◆ **WHAT TO DO**: Look through the entries below and extract exactly the lines from the one containing "an entry is" through the one containing "const CHUNK_SIZE: usize = 64 * 1024;", ends included.

[Opening SUPPLIED DATA section]

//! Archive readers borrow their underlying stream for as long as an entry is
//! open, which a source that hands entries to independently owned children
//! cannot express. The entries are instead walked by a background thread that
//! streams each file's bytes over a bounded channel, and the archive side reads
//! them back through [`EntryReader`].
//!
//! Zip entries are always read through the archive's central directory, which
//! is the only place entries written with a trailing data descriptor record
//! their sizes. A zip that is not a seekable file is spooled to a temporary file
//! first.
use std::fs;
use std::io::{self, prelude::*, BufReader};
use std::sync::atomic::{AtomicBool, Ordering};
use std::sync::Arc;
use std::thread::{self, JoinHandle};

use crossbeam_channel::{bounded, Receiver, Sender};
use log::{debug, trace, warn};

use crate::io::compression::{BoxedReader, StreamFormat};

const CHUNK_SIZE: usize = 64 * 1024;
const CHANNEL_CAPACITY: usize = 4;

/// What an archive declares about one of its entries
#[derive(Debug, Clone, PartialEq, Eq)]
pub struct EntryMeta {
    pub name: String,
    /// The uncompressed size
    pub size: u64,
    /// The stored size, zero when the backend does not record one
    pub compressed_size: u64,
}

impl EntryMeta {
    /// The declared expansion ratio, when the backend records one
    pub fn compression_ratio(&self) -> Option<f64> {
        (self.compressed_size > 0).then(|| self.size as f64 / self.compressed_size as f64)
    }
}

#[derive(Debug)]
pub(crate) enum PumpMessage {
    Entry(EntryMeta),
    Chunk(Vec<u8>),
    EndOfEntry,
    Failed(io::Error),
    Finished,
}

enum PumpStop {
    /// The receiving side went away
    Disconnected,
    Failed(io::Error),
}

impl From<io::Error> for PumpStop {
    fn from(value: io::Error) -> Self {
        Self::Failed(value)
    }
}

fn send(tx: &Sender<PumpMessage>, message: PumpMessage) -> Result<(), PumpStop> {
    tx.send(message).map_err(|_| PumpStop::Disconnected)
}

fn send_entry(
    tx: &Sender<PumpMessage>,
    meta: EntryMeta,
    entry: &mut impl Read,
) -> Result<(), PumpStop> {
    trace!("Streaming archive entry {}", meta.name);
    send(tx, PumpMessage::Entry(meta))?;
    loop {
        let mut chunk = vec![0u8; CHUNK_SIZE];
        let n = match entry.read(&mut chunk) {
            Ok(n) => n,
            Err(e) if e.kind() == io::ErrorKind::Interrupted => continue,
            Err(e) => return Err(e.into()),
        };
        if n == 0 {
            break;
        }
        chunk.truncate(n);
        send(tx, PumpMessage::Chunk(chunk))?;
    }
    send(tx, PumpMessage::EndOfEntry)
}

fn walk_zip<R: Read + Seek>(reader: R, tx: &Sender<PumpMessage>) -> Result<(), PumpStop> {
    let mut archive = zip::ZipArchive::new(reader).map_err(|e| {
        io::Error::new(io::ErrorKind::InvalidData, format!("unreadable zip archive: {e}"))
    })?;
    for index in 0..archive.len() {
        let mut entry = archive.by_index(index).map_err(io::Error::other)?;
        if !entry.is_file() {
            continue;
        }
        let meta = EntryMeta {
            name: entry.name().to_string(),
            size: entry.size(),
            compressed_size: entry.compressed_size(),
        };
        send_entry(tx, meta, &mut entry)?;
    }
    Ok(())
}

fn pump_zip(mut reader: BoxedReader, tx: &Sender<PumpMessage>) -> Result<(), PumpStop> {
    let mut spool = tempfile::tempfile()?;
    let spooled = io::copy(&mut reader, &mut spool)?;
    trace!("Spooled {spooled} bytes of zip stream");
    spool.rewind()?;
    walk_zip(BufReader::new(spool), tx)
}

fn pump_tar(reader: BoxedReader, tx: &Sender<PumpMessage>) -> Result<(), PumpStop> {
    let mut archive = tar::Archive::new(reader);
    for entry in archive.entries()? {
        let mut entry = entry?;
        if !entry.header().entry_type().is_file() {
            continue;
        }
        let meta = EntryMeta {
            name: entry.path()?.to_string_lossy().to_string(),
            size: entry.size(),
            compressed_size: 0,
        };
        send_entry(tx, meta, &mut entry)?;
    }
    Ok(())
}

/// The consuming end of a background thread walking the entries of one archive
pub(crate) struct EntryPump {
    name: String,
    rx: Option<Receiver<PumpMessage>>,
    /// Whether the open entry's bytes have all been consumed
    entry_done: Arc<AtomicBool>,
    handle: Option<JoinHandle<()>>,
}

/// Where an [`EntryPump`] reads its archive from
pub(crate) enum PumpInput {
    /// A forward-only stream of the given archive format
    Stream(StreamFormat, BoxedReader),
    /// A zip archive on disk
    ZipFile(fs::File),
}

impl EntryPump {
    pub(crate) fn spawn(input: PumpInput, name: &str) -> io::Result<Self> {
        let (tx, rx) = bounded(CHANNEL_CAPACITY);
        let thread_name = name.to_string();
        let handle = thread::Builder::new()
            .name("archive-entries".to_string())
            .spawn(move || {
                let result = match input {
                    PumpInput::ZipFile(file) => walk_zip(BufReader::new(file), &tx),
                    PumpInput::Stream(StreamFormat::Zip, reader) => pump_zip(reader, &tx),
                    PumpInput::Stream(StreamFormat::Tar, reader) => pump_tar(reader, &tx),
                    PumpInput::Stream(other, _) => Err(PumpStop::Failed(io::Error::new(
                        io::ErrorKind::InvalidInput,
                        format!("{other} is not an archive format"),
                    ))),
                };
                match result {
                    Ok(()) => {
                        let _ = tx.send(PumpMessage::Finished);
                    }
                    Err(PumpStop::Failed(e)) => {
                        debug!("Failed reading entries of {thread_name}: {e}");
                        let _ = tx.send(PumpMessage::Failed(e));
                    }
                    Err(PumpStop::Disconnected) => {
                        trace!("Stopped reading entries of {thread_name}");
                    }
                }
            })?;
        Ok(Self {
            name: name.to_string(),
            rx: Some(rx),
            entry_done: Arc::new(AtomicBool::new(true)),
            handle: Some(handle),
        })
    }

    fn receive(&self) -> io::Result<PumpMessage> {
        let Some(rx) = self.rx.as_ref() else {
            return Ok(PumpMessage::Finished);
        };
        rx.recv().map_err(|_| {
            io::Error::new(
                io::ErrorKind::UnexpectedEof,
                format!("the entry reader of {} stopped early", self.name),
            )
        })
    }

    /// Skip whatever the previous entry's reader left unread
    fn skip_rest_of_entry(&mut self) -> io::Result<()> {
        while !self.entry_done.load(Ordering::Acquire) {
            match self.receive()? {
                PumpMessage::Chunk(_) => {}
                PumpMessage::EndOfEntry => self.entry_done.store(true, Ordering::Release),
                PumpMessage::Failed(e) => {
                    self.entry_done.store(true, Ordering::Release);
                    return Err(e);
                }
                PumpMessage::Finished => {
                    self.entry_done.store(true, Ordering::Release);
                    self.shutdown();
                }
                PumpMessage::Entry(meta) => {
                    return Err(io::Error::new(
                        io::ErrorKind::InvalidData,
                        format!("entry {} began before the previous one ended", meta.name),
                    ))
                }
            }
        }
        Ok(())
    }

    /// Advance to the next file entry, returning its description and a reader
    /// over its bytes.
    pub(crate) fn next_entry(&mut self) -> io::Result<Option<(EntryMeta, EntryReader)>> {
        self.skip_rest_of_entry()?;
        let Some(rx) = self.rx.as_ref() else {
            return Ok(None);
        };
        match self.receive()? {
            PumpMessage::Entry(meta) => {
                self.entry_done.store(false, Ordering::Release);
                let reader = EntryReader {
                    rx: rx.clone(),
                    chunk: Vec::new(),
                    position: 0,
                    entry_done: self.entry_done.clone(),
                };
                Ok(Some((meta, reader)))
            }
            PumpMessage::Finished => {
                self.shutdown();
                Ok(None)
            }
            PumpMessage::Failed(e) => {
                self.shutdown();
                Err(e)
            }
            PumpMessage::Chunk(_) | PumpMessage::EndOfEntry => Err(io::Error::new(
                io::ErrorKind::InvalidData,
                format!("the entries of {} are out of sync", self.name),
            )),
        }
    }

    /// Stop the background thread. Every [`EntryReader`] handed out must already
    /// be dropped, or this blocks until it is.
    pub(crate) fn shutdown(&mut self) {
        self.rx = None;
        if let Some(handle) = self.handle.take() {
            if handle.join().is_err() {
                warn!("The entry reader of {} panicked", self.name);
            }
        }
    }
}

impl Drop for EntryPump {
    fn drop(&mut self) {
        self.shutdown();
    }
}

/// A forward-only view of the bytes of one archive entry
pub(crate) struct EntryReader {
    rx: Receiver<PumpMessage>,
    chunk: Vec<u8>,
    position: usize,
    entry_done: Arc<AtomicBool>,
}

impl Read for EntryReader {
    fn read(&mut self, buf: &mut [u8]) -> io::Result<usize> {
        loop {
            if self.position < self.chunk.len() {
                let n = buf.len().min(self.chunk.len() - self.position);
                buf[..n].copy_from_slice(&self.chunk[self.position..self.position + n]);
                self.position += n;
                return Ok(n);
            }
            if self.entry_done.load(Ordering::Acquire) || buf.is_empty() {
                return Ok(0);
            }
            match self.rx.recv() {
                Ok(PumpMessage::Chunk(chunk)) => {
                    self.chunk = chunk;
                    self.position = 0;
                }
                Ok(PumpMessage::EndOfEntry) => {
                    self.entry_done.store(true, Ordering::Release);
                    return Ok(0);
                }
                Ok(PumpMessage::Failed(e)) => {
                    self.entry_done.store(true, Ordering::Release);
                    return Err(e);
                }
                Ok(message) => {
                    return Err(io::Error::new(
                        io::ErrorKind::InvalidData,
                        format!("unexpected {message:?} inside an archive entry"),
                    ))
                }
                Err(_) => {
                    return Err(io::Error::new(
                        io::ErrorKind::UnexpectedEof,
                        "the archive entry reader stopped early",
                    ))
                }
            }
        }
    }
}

[Closing SUPPLIED DATA section]
[Opening SUPPLIED DATA section]

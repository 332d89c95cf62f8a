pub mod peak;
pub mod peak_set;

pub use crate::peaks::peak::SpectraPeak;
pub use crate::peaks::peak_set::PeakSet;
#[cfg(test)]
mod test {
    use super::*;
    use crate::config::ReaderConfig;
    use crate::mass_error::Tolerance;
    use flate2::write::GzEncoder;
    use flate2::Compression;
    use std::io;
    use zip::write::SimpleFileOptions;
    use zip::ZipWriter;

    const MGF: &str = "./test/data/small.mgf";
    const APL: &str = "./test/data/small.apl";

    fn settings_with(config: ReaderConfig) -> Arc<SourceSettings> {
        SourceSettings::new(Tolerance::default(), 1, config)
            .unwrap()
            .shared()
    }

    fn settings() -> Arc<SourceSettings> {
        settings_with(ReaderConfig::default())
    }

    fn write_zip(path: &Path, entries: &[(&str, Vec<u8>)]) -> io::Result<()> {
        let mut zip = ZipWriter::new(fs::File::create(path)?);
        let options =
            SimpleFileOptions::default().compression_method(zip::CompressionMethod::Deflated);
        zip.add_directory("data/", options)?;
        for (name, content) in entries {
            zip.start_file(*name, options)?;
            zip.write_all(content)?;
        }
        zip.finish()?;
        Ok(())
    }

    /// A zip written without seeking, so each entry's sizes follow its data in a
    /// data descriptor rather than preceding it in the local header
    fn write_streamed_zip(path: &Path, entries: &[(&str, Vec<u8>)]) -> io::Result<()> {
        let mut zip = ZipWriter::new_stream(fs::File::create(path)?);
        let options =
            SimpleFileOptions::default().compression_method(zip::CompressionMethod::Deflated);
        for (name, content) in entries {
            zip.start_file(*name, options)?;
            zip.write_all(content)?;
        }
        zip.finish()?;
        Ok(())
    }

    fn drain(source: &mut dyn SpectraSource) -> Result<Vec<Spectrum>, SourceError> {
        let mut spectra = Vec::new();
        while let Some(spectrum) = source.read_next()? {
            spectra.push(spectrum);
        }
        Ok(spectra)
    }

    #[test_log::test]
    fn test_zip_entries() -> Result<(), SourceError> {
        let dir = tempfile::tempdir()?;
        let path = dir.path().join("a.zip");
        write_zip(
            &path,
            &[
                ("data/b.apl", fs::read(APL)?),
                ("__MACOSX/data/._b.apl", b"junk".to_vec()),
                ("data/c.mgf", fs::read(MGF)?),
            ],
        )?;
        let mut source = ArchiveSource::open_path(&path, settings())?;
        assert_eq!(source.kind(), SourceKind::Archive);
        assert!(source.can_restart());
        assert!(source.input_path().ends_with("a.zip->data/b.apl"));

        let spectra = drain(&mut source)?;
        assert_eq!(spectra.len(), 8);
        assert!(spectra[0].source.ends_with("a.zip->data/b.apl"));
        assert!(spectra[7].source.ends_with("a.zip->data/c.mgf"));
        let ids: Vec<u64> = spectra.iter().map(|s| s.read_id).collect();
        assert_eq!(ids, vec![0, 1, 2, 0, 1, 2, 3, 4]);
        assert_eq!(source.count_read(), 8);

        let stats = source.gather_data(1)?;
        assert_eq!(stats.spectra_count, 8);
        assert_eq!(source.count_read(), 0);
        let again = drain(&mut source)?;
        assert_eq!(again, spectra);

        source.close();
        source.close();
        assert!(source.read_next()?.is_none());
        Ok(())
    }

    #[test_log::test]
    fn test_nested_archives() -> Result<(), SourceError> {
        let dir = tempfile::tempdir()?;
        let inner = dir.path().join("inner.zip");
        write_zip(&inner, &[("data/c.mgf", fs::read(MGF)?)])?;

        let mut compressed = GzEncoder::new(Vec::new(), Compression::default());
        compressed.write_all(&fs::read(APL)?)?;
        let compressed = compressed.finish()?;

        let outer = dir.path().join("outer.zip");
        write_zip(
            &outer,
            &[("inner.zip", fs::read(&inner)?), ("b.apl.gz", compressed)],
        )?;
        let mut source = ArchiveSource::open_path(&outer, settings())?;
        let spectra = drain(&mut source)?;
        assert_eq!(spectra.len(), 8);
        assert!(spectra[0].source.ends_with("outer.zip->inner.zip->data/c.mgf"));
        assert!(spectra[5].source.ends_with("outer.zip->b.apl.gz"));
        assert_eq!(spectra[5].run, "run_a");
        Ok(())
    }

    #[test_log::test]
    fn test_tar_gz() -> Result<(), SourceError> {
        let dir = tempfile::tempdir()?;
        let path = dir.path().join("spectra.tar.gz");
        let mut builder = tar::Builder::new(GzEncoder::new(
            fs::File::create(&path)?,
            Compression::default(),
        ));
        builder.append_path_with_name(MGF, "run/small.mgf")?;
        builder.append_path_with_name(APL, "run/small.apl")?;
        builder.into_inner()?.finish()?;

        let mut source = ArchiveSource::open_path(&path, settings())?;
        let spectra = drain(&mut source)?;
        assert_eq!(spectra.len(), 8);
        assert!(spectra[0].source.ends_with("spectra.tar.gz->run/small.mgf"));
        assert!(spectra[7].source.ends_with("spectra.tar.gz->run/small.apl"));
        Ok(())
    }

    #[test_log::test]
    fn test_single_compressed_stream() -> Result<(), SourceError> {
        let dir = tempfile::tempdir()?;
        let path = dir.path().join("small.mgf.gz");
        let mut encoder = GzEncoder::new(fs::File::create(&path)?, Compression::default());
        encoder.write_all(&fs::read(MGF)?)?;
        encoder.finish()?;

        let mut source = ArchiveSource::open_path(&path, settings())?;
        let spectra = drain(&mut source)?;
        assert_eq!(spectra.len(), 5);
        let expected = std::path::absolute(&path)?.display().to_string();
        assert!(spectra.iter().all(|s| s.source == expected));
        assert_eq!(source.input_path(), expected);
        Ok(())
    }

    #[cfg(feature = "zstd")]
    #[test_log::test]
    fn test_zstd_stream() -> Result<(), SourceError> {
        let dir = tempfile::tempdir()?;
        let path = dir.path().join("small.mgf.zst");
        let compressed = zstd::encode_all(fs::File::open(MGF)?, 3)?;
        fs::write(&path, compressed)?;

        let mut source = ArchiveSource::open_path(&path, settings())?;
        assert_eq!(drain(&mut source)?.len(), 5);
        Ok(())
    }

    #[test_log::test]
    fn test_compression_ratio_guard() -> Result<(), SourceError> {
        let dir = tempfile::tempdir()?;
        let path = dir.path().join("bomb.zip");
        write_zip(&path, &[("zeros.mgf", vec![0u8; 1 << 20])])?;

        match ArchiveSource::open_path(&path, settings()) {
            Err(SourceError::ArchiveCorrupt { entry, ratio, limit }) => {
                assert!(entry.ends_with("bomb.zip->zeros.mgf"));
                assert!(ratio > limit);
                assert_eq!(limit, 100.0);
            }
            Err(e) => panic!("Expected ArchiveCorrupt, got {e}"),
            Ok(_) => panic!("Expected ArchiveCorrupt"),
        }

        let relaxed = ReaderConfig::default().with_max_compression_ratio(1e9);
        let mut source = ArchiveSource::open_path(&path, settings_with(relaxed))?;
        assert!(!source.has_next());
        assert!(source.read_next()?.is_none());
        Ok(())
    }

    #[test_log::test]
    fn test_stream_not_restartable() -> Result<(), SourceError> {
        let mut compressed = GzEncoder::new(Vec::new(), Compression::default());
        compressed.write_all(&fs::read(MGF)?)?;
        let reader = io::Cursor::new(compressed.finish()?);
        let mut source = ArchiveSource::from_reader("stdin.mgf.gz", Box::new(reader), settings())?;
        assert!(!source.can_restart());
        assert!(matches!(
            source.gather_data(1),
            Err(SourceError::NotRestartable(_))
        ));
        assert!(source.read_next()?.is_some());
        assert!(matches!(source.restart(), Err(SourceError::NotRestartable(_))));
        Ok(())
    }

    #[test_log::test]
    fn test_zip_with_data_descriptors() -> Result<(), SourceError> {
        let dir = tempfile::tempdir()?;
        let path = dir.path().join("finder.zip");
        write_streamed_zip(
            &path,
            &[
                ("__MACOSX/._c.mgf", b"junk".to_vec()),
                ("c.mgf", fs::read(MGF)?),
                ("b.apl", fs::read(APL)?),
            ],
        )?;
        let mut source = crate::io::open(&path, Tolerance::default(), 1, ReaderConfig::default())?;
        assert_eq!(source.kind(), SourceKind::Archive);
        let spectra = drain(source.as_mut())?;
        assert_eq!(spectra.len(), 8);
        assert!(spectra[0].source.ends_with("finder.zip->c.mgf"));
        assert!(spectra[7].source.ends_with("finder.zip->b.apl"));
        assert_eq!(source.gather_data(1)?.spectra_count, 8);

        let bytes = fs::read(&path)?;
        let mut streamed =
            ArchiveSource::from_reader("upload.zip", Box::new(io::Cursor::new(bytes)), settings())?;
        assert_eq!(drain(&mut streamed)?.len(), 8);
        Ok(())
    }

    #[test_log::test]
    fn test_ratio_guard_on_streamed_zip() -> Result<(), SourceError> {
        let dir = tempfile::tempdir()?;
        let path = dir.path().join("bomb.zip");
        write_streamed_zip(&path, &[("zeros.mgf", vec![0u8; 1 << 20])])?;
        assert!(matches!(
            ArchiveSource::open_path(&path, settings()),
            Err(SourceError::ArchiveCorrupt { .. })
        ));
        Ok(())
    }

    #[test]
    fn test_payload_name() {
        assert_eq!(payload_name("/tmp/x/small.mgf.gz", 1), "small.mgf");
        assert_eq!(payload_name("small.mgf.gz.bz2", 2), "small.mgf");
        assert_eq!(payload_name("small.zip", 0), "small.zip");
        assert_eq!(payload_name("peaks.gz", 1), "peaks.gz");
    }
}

[Closing SUPPLIED DATA section]
[Opening SUPPLIED DATA section]

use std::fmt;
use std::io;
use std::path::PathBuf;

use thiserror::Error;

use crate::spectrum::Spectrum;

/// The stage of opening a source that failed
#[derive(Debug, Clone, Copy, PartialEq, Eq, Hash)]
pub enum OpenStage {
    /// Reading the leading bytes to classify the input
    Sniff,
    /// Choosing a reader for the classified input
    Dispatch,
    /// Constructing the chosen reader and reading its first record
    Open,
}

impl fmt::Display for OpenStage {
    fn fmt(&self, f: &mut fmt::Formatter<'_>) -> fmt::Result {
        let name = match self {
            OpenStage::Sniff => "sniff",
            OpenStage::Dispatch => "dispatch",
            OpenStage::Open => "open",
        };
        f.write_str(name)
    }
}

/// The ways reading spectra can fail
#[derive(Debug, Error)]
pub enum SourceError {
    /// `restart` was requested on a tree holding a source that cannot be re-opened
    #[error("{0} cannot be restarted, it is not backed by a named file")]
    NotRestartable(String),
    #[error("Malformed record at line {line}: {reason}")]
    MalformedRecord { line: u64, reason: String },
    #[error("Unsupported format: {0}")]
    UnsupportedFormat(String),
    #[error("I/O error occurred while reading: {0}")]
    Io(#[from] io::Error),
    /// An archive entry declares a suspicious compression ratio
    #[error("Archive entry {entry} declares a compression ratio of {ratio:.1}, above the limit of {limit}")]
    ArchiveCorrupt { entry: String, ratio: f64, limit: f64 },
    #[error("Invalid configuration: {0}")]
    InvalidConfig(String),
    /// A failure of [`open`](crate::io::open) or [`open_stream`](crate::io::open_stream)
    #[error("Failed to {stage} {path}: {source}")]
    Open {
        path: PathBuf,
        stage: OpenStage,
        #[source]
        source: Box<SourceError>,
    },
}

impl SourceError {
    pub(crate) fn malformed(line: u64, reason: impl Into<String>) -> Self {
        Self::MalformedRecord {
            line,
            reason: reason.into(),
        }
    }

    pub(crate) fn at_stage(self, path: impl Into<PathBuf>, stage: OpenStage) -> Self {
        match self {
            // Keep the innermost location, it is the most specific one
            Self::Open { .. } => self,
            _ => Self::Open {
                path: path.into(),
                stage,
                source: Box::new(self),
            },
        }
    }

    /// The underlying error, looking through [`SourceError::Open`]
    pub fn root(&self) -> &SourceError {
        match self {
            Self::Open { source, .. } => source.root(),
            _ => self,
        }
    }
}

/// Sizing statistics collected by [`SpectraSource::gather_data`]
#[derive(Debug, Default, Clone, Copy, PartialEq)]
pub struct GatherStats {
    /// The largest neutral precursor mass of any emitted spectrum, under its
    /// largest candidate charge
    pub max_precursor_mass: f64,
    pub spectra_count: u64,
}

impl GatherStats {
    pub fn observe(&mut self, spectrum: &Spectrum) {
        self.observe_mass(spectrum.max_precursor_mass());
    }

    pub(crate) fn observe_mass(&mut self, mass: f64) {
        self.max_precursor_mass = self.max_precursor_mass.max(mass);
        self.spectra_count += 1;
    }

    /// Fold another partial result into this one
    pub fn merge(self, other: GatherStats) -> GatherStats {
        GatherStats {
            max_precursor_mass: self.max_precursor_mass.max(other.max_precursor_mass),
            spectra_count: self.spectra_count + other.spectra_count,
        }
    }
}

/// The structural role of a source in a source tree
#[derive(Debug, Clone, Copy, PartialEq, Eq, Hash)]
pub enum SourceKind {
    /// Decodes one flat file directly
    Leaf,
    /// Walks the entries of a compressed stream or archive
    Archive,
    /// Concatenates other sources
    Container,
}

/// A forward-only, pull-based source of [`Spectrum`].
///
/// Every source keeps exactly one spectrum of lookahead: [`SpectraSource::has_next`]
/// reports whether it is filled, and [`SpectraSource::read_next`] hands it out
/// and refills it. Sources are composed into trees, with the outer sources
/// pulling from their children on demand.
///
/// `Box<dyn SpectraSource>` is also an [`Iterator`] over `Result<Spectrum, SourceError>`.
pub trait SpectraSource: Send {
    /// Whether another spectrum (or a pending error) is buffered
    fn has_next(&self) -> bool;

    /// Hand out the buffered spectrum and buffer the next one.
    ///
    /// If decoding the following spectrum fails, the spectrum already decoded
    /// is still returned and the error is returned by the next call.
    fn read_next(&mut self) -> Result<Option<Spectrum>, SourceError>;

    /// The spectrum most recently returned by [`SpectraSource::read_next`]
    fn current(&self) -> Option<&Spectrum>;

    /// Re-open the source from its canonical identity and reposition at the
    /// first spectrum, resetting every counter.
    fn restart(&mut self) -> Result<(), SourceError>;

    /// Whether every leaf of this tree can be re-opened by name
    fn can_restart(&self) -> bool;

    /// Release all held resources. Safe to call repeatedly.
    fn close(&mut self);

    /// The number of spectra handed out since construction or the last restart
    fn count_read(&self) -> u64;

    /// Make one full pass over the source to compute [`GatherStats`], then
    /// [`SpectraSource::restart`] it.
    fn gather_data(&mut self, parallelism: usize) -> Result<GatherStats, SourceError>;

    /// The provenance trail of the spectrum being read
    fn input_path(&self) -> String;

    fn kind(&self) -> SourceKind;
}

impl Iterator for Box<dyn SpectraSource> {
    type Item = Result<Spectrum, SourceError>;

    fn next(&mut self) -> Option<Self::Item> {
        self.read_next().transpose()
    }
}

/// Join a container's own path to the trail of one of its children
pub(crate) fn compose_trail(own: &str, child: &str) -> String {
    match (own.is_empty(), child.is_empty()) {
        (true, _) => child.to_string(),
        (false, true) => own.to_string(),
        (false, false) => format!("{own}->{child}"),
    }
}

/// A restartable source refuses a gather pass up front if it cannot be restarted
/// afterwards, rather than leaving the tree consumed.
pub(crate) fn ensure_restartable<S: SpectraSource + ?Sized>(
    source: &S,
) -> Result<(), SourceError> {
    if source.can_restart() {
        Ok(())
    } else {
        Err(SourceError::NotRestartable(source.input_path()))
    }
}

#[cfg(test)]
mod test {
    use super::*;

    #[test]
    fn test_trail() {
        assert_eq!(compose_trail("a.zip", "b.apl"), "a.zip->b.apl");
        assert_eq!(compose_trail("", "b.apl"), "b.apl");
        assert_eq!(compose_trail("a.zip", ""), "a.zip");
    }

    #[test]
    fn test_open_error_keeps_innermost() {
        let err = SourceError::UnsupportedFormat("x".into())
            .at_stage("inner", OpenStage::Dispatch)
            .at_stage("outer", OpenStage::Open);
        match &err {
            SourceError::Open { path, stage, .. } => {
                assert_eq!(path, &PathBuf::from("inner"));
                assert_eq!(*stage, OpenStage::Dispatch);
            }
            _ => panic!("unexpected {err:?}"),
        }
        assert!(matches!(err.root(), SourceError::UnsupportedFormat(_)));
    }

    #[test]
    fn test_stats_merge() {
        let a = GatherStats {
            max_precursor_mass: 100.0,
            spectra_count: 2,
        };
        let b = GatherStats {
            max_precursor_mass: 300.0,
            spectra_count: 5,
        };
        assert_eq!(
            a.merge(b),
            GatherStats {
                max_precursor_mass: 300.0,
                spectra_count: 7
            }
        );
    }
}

[Closing SUPPLIED DATA section]

◆ **OUTPUT**:
//! Archive readers borrow their underlying stream for as long as an entry is
//! open, which a source that hands entries to independently owned children
//! cannot express. The entries are instead walked by a background thread that
//! streams each file's bytes over a bounded channel, and the archive side reads
//! them back through [`EntryReader`].
//!
//! Zip entries are always read through the archive's central directory, which
//! is the only place entries written with a trailing data descriptor record
//! their sizes. A zip that is not a seekable file is spooled to a temporary file
//! first.
use std::fs;
use std::io::{self, prelude::*, BufReader};
use std::sync::atomic::{AtomicBool, Ordering};
use std::sync::Arc;
use std::thread::{self, JoinHandle};

use crossbeam_channel::{bounded, Receiver, Sender};
use log::{debug, trace, warn};

use crate::io::compression::{BoxedReader, StreamFormat};

const CHUNK_SIZE: usize = 64 * 1024;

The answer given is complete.